[Saved data entries]
..........

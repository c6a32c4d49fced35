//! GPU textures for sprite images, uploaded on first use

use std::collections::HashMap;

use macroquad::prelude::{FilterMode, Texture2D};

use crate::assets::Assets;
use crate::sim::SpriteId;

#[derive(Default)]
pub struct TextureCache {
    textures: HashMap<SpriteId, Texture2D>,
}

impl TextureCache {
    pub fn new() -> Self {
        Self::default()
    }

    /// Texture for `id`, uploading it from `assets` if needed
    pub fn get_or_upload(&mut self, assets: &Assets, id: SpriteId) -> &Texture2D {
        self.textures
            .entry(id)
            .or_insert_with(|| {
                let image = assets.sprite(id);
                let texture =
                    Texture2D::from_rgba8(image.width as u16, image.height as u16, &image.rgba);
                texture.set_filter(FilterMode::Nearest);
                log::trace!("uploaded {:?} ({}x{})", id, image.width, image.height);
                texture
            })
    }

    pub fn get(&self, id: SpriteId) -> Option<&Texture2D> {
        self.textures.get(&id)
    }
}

..........

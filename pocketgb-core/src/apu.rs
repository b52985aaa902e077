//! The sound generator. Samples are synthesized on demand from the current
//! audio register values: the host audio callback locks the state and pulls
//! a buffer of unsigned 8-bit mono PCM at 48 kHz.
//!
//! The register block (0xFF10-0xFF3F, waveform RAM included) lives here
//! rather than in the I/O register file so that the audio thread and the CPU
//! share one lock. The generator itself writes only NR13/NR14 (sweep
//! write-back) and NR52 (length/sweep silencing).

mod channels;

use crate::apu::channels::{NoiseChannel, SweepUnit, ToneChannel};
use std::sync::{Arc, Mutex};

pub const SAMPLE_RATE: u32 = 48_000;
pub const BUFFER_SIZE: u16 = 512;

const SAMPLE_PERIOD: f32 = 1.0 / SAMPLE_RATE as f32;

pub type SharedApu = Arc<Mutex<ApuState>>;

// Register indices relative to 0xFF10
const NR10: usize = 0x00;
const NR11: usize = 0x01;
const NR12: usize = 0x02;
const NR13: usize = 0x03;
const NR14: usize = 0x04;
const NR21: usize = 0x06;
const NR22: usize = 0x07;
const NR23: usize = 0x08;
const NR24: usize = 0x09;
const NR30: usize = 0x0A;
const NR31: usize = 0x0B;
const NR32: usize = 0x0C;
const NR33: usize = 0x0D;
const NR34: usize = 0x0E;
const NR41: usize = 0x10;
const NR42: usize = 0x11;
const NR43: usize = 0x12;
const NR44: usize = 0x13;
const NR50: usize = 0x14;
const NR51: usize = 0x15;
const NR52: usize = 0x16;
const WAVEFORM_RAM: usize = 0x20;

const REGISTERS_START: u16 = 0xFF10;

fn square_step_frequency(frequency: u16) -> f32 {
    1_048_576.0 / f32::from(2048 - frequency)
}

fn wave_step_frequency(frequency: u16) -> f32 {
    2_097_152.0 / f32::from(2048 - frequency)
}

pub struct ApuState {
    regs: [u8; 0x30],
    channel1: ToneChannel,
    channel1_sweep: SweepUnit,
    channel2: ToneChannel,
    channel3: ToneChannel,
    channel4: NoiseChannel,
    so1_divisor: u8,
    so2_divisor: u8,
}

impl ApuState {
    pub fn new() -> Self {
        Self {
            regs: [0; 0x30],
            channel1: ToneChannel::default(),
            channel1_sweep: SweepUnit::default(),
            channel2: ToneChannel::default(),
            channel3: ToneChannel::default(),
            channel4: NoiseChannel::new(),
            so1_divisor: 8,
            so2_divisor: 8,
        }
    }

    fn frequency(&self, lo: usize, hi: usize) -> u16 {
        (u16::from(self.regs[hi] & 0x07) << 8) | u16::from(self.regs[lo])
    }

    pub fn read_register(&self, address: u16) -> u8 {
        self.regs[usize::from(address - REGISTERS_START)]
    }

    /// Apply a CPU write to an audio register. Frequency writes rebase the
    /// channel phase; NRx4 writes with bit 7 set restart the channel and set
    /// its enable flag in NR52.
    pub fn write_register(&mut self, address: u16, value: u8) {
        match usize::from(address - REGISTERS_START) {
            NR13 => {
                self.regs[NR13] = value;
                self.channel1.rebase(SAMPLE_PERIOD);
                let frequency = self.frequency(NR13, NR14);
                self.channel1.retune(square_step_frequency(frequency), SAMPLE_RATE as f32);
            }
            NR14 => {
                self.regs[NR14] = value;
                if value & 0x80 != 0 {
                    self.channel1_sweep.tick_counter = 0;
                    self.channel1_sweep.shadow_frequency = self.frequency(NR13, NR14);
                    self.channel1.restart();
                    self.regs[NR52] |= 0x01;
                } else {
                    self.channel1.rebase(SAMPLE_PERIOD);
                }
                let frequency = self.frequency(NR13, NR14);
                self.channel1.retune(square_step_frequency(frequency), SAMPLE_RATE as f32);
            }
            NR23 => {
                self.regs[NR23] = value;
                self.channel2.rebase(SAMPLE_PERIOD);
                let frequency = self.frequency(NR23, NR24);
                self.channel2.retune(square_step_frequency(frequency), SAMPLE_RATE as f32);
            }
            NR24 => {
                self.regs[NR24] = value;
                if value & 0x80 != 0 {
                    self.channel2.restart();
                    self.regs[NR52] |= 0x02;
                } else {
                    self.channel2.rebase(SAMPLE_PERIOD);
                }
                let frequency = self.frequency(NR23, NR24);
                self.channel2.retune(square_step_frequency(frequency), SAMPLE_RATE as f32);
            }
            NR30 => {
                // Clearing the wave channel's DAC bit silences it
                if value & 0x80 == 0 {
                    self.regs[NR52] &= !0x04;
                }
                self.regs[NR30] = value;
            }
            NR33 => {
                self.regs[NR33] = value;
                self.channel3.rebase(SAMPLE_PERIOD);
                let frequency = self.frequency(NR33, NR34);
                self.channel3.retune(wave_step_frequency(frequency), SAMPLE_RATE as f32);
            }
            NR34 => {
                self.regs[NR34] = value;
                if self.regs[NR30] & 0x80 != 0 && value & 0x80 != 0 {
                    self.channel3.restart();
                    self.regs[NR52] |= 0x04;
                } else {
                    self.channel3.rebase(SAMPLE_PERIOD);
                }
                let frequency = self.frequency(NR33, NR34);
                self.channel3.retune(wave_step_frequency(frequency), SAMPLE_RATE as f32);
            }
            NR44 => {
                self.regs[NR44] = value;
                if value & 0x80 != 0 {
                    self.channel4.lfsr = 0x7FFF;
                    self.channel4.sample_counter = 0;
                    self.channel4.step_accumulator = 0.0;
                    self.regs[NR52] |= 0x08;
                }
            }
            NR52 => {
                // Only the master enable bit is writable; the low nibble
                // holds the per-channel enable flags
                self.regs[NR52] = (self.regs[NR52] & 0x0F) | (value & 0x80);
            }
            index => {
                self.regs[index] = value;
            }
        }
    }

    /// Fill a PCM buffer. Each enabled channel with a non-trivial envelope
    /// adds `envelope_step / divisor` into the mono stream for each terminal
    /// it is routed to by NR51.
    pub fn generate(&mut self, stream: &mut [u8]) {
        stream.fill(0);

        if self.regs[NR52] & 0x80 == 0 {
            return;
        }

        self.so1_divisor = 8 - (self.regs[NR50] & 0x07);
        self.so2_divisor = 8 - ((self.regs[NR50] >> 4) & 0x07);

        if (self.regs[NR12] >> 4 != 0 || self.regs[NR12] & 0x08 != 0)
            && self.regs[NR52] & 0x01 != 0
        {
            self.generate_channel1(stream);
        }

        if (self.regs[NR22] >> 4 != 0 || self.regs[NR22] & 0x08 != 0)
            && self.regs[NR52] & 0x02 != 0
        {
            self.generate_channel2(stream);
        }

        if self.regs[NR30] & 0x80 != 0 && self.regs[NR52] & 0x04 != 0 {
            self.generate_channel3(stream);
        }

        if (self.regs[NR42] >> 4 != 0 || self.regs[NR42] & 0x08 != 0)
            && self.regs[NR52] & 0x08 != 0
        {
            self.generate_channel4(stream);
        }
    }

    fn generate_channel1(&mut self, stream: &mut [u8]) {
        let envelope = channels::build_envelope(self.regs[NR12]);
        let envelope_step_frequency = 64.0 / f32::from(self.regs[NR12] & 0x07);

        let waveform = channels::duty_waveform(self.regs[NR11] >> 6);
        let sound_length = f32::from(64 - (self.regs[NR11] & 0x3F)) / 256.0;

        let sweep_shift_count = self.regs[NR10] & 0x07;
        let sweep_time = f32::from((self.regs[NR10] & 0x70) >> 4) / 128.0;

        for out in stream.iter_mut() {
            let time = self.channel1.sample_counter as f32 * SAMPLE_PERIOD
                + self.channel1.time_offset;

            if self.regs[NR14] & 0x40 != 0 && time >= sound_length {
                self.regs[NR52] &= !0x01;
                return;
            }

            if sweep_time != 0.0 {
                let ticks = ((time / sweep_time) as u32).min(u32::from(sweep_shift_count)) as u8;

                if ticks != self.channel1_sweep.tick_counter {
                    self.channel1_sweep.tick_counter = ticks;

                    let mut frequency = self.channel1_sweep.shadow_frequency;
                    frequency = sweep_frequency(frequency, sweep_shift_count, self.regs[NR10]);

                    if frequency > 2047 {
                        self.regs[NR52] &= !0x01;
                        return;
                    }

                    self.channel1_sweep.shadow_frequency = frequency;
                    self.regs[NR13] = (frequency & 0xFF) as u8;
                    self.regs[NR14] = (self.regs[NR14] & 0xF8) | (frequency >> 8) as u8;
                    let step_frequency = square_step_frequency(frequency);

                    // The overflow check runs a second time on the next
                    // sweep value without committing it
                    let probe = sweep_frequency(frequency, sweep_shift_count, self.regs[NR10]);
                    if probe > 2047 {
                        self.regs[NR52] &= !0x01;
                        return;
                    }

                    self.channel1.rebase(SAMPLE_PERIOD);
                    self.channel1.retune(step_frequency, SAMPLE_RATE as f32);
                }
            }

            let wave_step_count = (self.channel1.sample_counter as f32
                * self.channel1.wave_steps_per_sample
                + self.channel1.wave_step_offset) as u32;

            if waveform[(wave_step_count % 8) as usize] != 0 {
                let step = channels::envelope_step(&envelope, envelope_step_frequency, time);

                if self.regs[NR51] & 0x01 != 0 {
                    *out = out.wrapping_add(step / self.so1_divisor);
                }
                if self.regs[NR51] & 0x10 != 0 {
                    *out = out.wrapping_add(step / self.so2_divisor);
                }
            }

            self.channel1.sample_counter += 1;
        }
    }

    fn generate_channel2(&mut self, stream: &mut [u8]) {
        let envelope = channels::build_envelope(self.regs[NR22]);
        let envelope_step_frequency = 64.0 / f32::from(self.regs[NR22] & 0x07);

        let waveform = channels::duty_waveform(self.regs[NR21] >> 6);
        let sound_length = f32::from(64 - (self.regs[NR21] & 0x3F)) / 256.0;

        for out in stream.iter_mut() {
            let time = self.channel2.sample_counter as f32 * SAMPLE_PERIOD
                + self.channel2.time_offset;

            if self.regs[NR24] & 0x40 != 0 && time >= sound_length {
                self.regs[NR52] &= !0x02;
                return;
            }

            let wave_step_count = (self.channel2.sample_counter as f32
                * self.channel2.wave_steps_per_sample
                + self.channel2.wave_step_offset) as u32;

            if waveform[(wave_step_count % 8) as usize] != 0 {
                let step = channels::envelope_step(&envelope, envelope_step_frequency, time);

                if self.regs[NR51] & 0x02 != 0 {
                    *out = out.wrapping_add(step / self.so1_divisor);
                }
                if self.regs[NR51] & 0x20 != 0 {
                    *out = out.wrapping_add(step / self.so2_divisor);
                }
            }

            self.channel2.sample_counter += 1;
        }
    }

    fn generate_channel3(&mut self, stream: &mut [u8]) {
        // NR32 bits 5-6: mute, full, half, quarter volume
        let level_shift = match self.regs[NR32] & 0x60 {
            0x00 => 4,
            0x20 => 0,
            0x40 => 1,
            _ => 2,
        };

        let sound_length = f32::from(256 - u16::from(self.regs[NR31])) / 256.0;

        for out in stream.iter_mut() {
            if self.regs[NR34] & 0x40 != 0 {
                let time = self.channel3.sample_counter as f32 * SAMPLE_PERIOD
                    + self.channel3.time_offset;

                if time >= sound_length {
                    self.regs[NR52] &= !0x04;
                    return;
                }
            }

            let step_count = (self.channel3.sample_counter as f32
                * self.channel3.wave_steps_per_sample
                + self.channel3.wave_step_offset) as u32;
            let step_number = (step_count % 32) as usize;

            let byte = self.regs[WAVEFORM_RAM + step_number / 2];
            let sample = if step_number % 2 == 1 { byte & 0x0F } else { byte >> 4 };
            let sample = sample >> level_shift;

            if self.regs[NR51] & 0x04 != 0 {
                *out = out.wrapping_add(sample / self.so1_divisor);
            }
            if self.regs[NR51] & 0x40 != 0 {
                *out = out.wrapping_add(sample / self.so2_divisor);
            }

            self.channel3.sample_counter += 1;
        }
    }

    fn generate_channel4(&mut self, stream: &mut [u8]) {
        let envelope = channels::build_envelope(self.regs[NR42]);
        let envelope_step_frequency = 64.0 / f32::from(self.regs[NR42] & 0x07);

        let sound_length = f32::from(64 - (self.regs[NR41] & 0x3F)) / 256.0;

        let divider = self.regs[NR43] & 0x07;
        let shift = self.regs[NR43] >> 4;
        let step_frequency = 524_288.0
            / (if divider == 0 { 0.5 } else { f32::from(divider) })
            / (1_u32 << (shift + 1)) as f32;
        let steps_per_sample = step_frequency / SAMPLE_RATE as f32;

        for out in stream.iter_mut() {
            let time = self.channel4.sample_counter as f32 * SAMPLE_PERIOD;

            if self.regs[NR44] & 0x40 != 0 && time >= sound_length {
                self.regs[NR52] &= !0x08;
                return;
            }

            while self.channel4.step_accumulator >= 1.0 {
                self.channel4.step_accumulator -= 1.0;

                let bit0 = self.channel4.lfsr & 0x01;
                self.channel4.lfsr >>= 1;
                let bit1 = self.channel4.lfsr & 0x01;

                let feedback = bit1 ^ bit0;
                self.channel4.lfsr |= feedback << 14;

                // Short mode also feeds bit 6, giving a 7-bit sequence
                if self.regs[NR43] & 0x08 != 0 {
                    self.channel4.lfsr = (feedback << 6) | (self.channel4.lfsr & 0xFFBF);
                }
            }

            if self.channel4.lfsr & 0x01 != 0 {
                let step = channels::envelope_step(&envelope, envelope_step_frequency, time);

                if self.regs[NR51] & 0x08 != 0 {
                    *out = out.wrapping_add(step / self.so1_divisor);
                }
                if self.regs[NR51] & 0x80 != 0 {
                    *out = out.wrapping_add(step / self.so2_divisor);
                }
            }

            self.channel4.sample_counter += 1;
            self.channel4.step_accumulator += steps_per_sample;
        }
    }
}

..........

Work request: From the entries above, write out only the lines starting at the line that holds "repository c6a32c4d49fced35" and ending at the line that holds "texture.set_filter(FilterMode::Nearest);", keeping both and matching them exactly.

Written response:
repository c6a32c4d49fced35
//! GPU textures for sprite images, uploaded on first use

use std::collections::HashMap;

use macroquad::prelude::{FilterMode, Texture2D};

use crate::assets::Assets;
use crate::sim::SpriteId;

#[derive(Default)]
pub struct TextureCache {
    textures: HashMap<SpriteId, Texture2D>,
}

impl TextureCache {
    pub fn new() -> Self {
        Self::default()
    }

    /// Texture for `id`, uploading it from `assets` if needed
    pub fn get_or_upload(&mut self, assets: &Assets, id: SpriteId) -> &Texture2D {
        self.textures
            .entry(id)
            .or_insert_with(|| {
                let image = assets.sprite(id);
                let texture =
                    Texture2D::from_rgba8(image.width as u16, image.height as u16, &image.rgba);
                texture.set_filter(FilterMode::Nearest);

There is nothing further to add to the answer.